KKB Papua

KKB Papua - Ungkap Penyebab Kematian Filep Karma, Adrefina Karma Minta Stop Sebar Hoaks

Penulis: Alfons Nedabang
Editor: Alfons Nedabang
AA

Text Sizes

Medium

Large

Larger

Anak kedua Filep Karma, Adrefina Karma menyatakan ayahnya meninggal dunia karena tenggelam. Filep Karma merupakan salah satu tokoh Kelompok Kriminal Bersenjata atau KKB Papua.

POS-KUPANG.COM, KUPANG - Pihak keluarga mengungkapkan penyebab kematian tokoh Kelompok Kriminal Bersenjata atau KKB Papua Filep Karma.

Anak kedua Filep Karma, Adrefina Karma menyatakan ayahnya meninggal dunia karena tenggelam.
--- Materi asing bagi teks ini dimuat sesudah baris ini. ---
//! License entity - a tracked agreement record with account-management and
//! compliance metadata, independent of payment contracts.
//!
//! Licenses carry a server-assigned id and timestamps. All optional fields
//! are stored as plain strings, empty when unset, so a round trip through the
//! store never turns an absent field into anything but `""`.

use serde::{Deserialize, Serialize};

/// A stored license agreement record.
#[derive(Clone, Debug, PartialEq, Serialize, Deserialize)]
#[serde(rename_all = "camelCase")]
pub struct License {
    /// Process-unique identifier, assigned by the store on create, immutable
    pub id: String,
    /// Company display name, required
    pub company: String,
    /// Link to the signed agreement document
    pub agreement_link: String,
    /// Key account manager responsible for the relationship
    pub key_account_manager: String,
    /// External license identifier, if one exists
    pub valid_license_id: String,
    /// Free-text statement of license validity
    pub valid_license_statement: String,
    /// First invoice month in `YYYY-MM` form when present (not strictly validated)
    pub first_invoice_date: String,
    /// ISO-8601 creation timestamp, set once
    pub created_at: String,
    /// ISO-8601 timestamp of the last mutation
    pub updated_at: String,
}

/// Inbound fields for creating a license. The store assigns `id`,
/// `created_at` and `updated_at`.
#[derive(Clone, Debug, Default, Deserialize)]
#[serde(rename_all = "camelCase", default)]
pub struct LicenseDraft {
    /// Company display name, required
    pub company: String,
    pub agreement_link: String,
    pub key_account_manager: String,
    pub valid_license_id: String,
    pub valid_license_statement: String,
    pub first_invoice_date: String,
}

/// Partial update for a license. Only `Some` fields are merged over the
/// stored record; `id` and `created_at` can never be patched.
#[derive(Clone, Debug, Default, Deserialize)]
#[serde(rename_all = "camelCase", default)]
pub struct LicensePatch {
    pub company: Option<String>,
    pub agreement_link: Option<String>,
    pub key_account_manager: Option<String>,
    pub valid_license_id: Option<String>,
    pub valid_license_statement: Option<String>,
    pub first_invoice_date: Option<String>,
}

impl LicensePatch {
    /// True when no field is present, i.e. the patch would only bump
    /// `updated_at`.
    #[must_use]
    pub fn is_empty(&self) -> bool {
        self.company.is_none()
            && self.agreement_link.is_none()
            && self.key_account_manager.is_none()
            && self.valid_license_id.is_none()
            && self.valid_license_statement.is_none()
            && self.first_invoice_date.is_none()
    }
}
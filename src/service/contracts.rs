//! Contract operations - validation, derivation of denormalized fields, and
//! delegation to the append-only store.

use crate::core::month;
use crate::entities::{Contract, ContractInput};
use crate::errors::{Error, Result};
use crate::store::ContractStore;
use once_cell::sync::Lazy;
use regex::Regex;
use tracing::info;

/// Payment months are `YYYY-MM` with a real month number.
static PAYMENT_MONTH: Lazy<Regex> =
    Lazy::new(|| Regex::new(r"^\d{4}-(0[1-9]|1[0-2])$").expect("payment month pattern"));

/// Lists all stored contracts in file order.
pub async fn list_contracts(store: &ContractStore) -> Result<Vec<Contract>> {
    store.read_all().await
}

/// Validates the input, derives `year` and the full month name from the
/// payment date, and appends the new contract.
///
/// Requires a non-empty company, a `YYYY-MM` payment date with a month in
/// 01-12, and a positive finite amount.
pub async fn create_contract(store: &ContractStore, input: ContractInput) -> Result<Contract> {
    let company = input.company.trim();
    if company.is_empty() {
        return Err(Error::Validation {
            field: "company",
            message: "Company name is required".to_string(),
        });
    }

    if !PAYMENT_MONTH.is_match(&input.payment_date) {
        return Err(Error::Validation {
            field: "paymentDate",
            message: "Invalid payment date format. Use YYYY-MM".to_string(),
        });
    }

    if !input.amount.is_finite() || input.amount <= 0.0 {
        return Err(Error::Validation {
            field: "amount",
            message: "Amount must be a positive number".to_string(),
        });
    }

    let (year, month_num) =
        month::split_period(&input.payment_date).ok_or_else(|| Error::Validation {
            field: "paymentDate",
            message: "Invalid payment date format. Use YYYY-MM".to_string(),
        })?;
    let month_name = month::month_name(month_num).unwrap_or_default().to_string();

    let contract = Contract {
        company: company.to_string(),
        payment_date: input.payment_date,
        amount: input.amount,
        year,
        month: month_name,
    };

    store.append(&contract).await?;
    info!(company = %contract.company, payment_date = %contract.payment_date, "Added contract");
    Ok(contract)
}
Adrefina Karma mengaku mengikuti visum luar yang dilakukan dokter.

"Saya berduka, sangat sedih. Bapa sudah meninggalkan kita semua," ucap Adrefina Karma sembari menangis, dikutip dari video yang diunggah akun Twiter ULMWP NEWS @KagoyaSilas.

Adrefina Karma menjelaskan bahwa dia mengikuti visum yang dilakukan dokter terhadap mayat ayahnnya, Filep Karma.

"Saya sudah ikut dalam visum luar. Memang berdasarkan visum luar jelas bahwa bapa meninggal karena tenggelam.
Pada saat itu bapa menyelam sehingga terdampar," terangnya.

Menurut Adrefina Karma, ada saksi juga dari keluarga menyatakan bahwa ketemu dengan bapa pada hari Minggu pagi. Keduanya sempat berenang bersama-sama.

Namun Filep Karma tidak ikut pulang pada siang hari karena masih mampir di keluarga. Lantaran masih pasang surut sehingga Filep Karma menunggu sampai pagi saat air naik baru menyelam.

Baca juga: KKB Papua - Sniper Satgas Damai Cartenz Tembak 3 Orang, Terpantau dari Drone

"Kita ketemu (bapa) pada pagi hari ini. Saya ditelepon, dan saat tiba menemukan bapa meninggal dunia," ujarnya.

Adrefina Karma meminta semua pihak tidak menyebarkan hoaks mengenai penyebab kematian Filep Karma. Dia mengimbau tidak ada kekerasan.

"Saya harap semua teman-teman, kami mau yang terbaik. Tidak ada lagi isu dan hoaks beredar karena ini murni bapak kecelakaan.
Teman yang lain tidak perlu ada kekerasan," ujarnya.

Filep Karma ditemukan tewas mengenaskan di tepi Pantai base-G Distrik Jayapura Utara, Papua, Senin 1 November 2022. Pakaiannya robek tak beraturan, tubuhnya pun penuh luka.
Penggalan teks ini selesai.